The Case for Co-Governance
Co-governance is a collection of participatory models and practices in which government and communities work together through formal and informal structures to make collective policy decisions, co-create programs to meet community needs, and make sure those policies and programs are implemented effectively.
With co-governance, community members are not solely asked for feedback or input after decisions are made. They are partners in defining problems, setting priorities, allocating resources, and establishing systems of accountability.
When rooted in racial justice, co-governance centers a systemic analysis of the problem and its racialized root causes and seeks to grow the leadership and power of people who are most harmed by structural racism and systems of inequity.
Co-governance can take many forms across contexts, including executive and legislative branches of government. A few familiar examples include:
- Civic assemblies
- Participatory budgeting
- Community oversight boards
- Co-enforcement models
What is the case for co-governance?
- Co-Governance Combats Authoritarianism: Authoritarianism is enabled by an environment that erodes the relationships, institutions, and shared commitments that democratic societies rely on. Co-governance is a direct antidote to this unraveling. By creating structured opportunities for communities to engage in civic solutioning, deepen political and systems knowledge, build durable and accountable organizations, and strengthen their commitment to mutuality, co-governance replenishes the social infrastructure that democracy depends on.
- Co-Governance Builds Civic Trust: Millions of people, particularly those who have been historically excluded and harmed, have concluded that government cannot and will not work for people like them. Repair of this kind of broken trust requires more than changed outcomes; it requires a change in the way we get to those outcomes. Co-governance offers a different pathway by honoring the social contract more fully.
- Co-Governance Helps Communities of Color Build Power: Racial equity is not achievable through representation alone. Co-governance can create structures that bring more people impacted by structural racism into genuine partnership with governing institutions as co-architects of policy and practice solutions, not token voices.
- Co-Governance Delivers Better Outcomes for Everyone: Co-governance works practically, measurably, and durably. When communities are genuine partners in designing and implementing policy, the results are more responsive, effective, and resilient than what top-down governance produces alone. Co-governance helps institutional leaders and public agencies develop stronger policies, make better budget choices, improve implementation, and course-correct when things don’t go as planned.

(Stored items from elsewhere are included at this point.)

// src/infrastructure/persisted_state.rs
//
// Versioned, best-effort persistence of one store snapshot
//
// CRITICAL RULES:
// - Stored form is {"version": N, "state": ...}
// - A missing, unreadable or differently-versioned record loads as the default
// - Writes never fail the caller; failures are logged and dropped
// - An older snapshot never overwrites a newer one

use std::marker::PhantomData;
use std::sync::atomic::{AtomicU64, Ordering};
use std::sync::{Arc, Mutex};

use serde::de::DeserializeOwned;
use serde::{Deserialize, Serialize};
use tokio::task::JoinHandle;

use crate::repositories::KeyValueStorage;

#[derive(Serialize)]
struct EnvelopeRef<'a, T> {
    version: u32,
    state: &'a T,
}

#[derive(Deserialize)]
struct RawEnvelope {
    version: u32,
    state: serde_json::Value,
}

pub struct PersistedState<T> {
    namespace: &'static str,
    version: u32,
    storage: Arc<dyn KeyValueStorage>,
    next_seq: AtomicU64,
    /// Sequence number of the last snapshot that reached storage
    written_seq: Arc<Mutex<u64>>,
    pending: Mutex<Vec<JoinHandle<()>>>,
    _state: PhantomData<fn() -> T>,
}

impl<T> PersistedState<T>
where
    T: Serialize + DeserializeOwned,
{
    pub fn new(storage: Arc<dyn KeyValueStorage>, namespace: &'static str, version: u32) -> Self {
        Self {
            namespace,
            version,
            storage,
            next_seq: AtomicU64::new(1),
            written_seq: Arc::new(Mutex::new(0)),
            pending: Mutex::new(Vec::new()),
            _state: PhantomData,
        }
    }

    pub fn namespace(&self) -> &'static str {
        self.namespace
    }

    /// Restore the stored snapshot, or `T::default()`
    pub fn load(&self) -> T
    where
        T: Default,
    {
        self.load_or(T::default())
    }

    /// Restore the stored snapshot, or `default`
    pub fn load_or(&self, default: T) -> T {
        let raw = match self.storage.read(self.namespace) {
            Ok(Some(raw)) => raw,
            Ok(None) => return default,
            Err(e) => {
                log::warn!("[PERSIST] {} unreadable, using defaults: {}", self.namespace, e);
                return default;
            }
        };

        let envelope: RawEnvelope = match serde_json::from_str(&raw) {
            Ok(envelope) => envelope,
            Err(e) => {
                log::warn!("[PERSIST] {} is malformed, using defaults: {}", self.namespace, e);
                return default;
            }
        };

        if envelope.version != self.version {
            log::warn!(
                "[PERSIST] {} has version {}, expected {}; using defaults",
                self.namespace,
                envelope.version,
                self.version
            );
            return default;
        }

        match serde_json::from_value(envelope.state) {
            Ok(state) => state,
            Err(e) => {
                log::warn!("[PERSIST] {} state rejected, using defaults: {}", self.namespace, e);
                default
            }
        }
    }

    /// Write `state` without blocking the caller.
    ///
    /// Inside a tokio runtime the write runs on the blocking pool and can be
    /// awaited with `flush`; outside one it runs inline.
    pub fn save(&self, state: &T) {
        let payload = match serde_json::to_string(&EnvelopeRef {
            version: self.version,
            state,
        }) {
            Ok(payload) => payload,
            Err(e) => {
                log::warn!("[PERSIST] {} could not be serialized: {}", self.namespace, e);
                return;
            }
        };

        let seq = self.next_seq.fetch_add(1, Ordering::SeqCst);
        let storage = Arc::clone(&self.storage);
        let written_seq = Arc::clone(&self.written_seq);
        let namespace = self.namespace;

        let write = move || write_if_newer(storage.as_ref(), &written_seq, namespace, seq, &payload);

        match tokio::runtime::Handle::try_current() {
            Ok(handle) => {
                let task = handle.spawn_blocking(write);
                let mut pending = self.pending.lock().unwrap_or_else(|e| e.into_inner());
                pending.retain(|h| !h.is_finished());
                pending.push(task);
            }
            Err(_) => write(),
        }
    }

    /// Wait for every write issued so far
    pub async fn flush(&self) {
        let handles: Vec<JoinHandle<()>> = {
            let mut pending = self.pending.lock().unwrap_or_else(|e| e.into_inner());
            pending.drain(..).collect()
        };
        for handle in handles {
            if let Err(e) = handle.await {
                log::error!("[PERSIST] {} write task failed: {}", self.namespace, e);
            }
        }
    }
}

fn write_if_newer(
    storage: &dyn KeyValueStorage,
    written_seq: &Mutex<u64>,
    namespace: &str,
    seq: u64,
    payload: &str,
) {
    let mut last = written_seq.lock().unwrap_or_else(|e| e.into_inner());
    if seq < *last {
        log::debug!("[PERSIST] {} skipped superseded write #{}", namespace, seq);
        return;
    }
    match storage.write(namespace, payload) {
        Ok(()) => *last = seq,
        Err(e) => log::warn!("[PERSIST] {} write failed: {}", namespace, e),
    }
}

#[cfg(test)]
mod tests {
    use super::*;
    use crate::error::AppError;
    use crate::repositories::{InMemoryKeyValueStorage, MockKeyValueStorage};

    #[derive(Debug, Default, PartialEq, Serialize, Deserialize)]
    struct Counter {
        value: u32,
    }

    #[test]
    fn test_save_then_load_outside_runtime() {
        let storage: Arc<dyn KeyValueStorage> = Arc::new(InMemoryKeyValueStorage::new());
        let persisted = PersistedState::<Counter>::new(Arc::clone(&storage), "counter", 1);

        persisted.save(&Counter { value: 4 });

        assert_eq!(
            storage.read("counter").unwrap().as_deref(),
            Some(r#"{"version":1,"state":{"value":4}}"#)
        );
        assert_eq!(persisted.load(), Counter { value: 4 });
    }

    #[test]
    fn test_missing_record_loads_default() {
        let storage: Arc<dyn KeyValueStorage> = Arc::new(InMemoryKeyValueStorage::new());
        let persisted = PersistedState::<Counter>::new(storage, "counter", 1);
        assert_eq!(persisted.load(), Counter::default());
    }

    #[test]
    fn test_version_mismatch_loads_default() {
        let storage: Arc<dyn KeyValueStorage> = Arc::new(InMemoryKeyValueStorage::new());
        storage
            .write("counter", r#"{"version":1,"state":{"value":9}}"#)
            .unwrap();

        let persisted = PersistedState::<Counter>::new(storage, "counter", 2);
        assert_eq!(persisted.load(), Counter::default());
    }

    #[test]
    fn test_malformed_record_loads_default() {
        let storage: Arc<dyn KeyValueStorage> = Arc::new(InMemoryKeyValueStorage::new());
        storage.write("counter", "not json").unwrap();
        storage
            .write("other", r#"{"version":1,"state":{"value":"nine"}}"#)
            .unwrap();

        assert_eq!(
            PersistedState::<Counter>::new(Arc::clone(&storage), "counter", 1).load(),
            Counter::default()
        );
        assert_eq!(
            PersistedState::<Counter>::new(storage, "other", 1).load(),
            Counter::default()
        );
    }

    #[test]
    fn test_storage_failures_are_swallowed() {
        let mut mock = MockKeyValueStorage::new();
        mock.expect_read()
            .returning(|_| Err(AppError::Persistence("disk gone".to_string())));
        mock.expect_write()
            .times(1)
            .returning(|_, _| Err(AppError::Persistence("quota exceeded".to_string())));

        let persisted = PersistedState::<Counter>::new(Arc::new(mock), "counter", 1);

        assert_eq!(persisted.load(), Counter::default());
        persisted.save(&Counter { value: 1 });
    }

    #[tokio::test]
    async fn test_flush_waits_for_background_writes() {
        let storage: Arc<dyn KeyValueStorage> = Arc::new(InMemoryKeyValueStorage::new());
        let persisted = PersistedState::<Counter>::new(Arc::clone(&storage), "counter", 1);

        for value in 1..=5 {
            persisted.save(&Counter { value });
        }
        persisted.flush().await;

        assert_eq!(persisted.load(), Counter { value: 5 });
    }

    #[test]
    fn test_older_write_never_overwrites_newer() {
        let storage = InMemoryKeyValueStorage::new();
        let written = Mutex::new(0);

        write_if_newer(&storage, &written, "counter", 2, "second");
        write_if_newer(&storage, &written, "counter", 1, "first");

        assert_eq!(storage.read("counter").unwrap().as_deref(), Some("second"));
    }
}
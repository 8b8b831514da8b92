// src/repositories/storage_repository.rs
//
// Namespaced key -> JSON string persistence

use std::collections::HashMap;
use std::sync::{Arc, RwLock};

use chrono::Utc;
use rusqlite::{params, OptionalExtension};

use crate::db::ConnectionPool;
use crate::error::{AppError, AppResult};

/// Durable storage for store snapshots. One namespace per store.
#[cfg_attr(test, mockall::automock)]
pub trait KeyValueStorage: Send + Sync {
    fn read(&self, namespace: &str) -> AppResult<Option<String>>;
    fn write(&self, namespace: &str, value: &str) -> AppResult<()>;
    fn remove(&self, namespace: &str) -> AppResult<()>;
}

pub struct SqliteKeyValueStorage {
    pool: Arc<ConnectionPool>,
}

impl SqliteKeyValueStorage {
    pub fn new(pool: Arc<ConnectionPool>) -> Self {
        Self { pool }
    }
}

impl KeyValueStorage for SqliteKeyValueStorage {
    fn read(&self, namespace: &str) -> AppResult<Option<String>> {
        let conn = self.pool.get()?;
        let value = conn
            .query_row(
                "SELECT value FROM kv_store WHERE namespace = ?1",
                params![namespace],
                |row| row.get(0),
            )
            .optional()?;
        Ok(value)
    }

    fn write(&self, namespace: &str, value: &str) -> AppResult<()> {
        let conn = self.pool.get()?;
        conn.execute(
            "INSERT INTO kv_store (namespace, value, updated_at) VALUES (?1, ?2, ?3)
             ON CONFLICT(namespace) DO UPDATE SET value = excluded.value, updated_at = excluded.updated_at",
            params![namespace, value, Utc::now().to_rfc3339()],
        )?;
        Ok(())
    }

    fn remove(&self, namespace: &str) -> AppResult<()> {
        let conn = self.pool.get()?;
        conn.execute("DELETE FROM kv_store WHERE namespace = ?1", params![namespace])?;
        Ok(())
    }
}

/// Process-local storage; contents vanish with the process
#[derive(Default)]
pub struct InMemoryKeyValueStorage {
    values: RwLock<HashMap<String, String>>,
}

impl InMemoryKeyValueStorage {
    pub fn new() -> Self {
        Self::default()
    }
}

impl KeyValueStorage for InMemoryKeyValueStorage {
    fn read(&self, namespace: &str) -> AppResult<Option<String>> {
        let values = self
            .values
            .read()
            .map_err(|e| AppError::Persistence(e.to_string()))?;
        Ok(values.get(namespace).cloned())
    }

    fn write(&self, namespace: &str, value: &str) -> AppResult<()> {
        let mut values = self
            .values
            .write()
            .map_err(|e| AppError::Persistence(e.to_string()))?;
        values.insert(namespace.to_string(), value.to_string());
        Ok(())
    }

    fn remove(&self, namespace: &str) -> AppResult<()> {
        let mut values = self
            .values
            .write()
            .map_err(|e| AppError::Persistence(e.to_string()))?;
        values.remove(namespace);
        Ok(())
    }
}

- Co-Governance is Proven: History and Practice Show it Works: Co-governance is not a utopian aspiration. It has deep roots in human political history and is being practiced with measurable success in contexts around the world and across the United States. Indigenous governance traditions have long embodied principles of shared decision-making and relational accountability that contemporary co-governance frameworks draw upon and must honor. Co-governance is not one-size-fits-all. Its forms must be adapted to the specific contexts, histories, and communities where it takes root.
- Co-Governance Builds Legitimacy by Making Democracy Something You Do, Not Just Something You Receive: When people feel that the political system is not designed for them and believe the outcome is determined before they arrive, they disengage. Research and lived experience consistently confirm that people who have experienced this kind of civic trauma do not simply need to see different results. They need to experience a different process to know that the change is real. Co-governance creates visible, recurring evidence that participation yields real influence. Over time, this transforms political identity. People move from understanding themselves as subjects acted upon by government to citizens who act, shape, and share ownership of what the nation produces.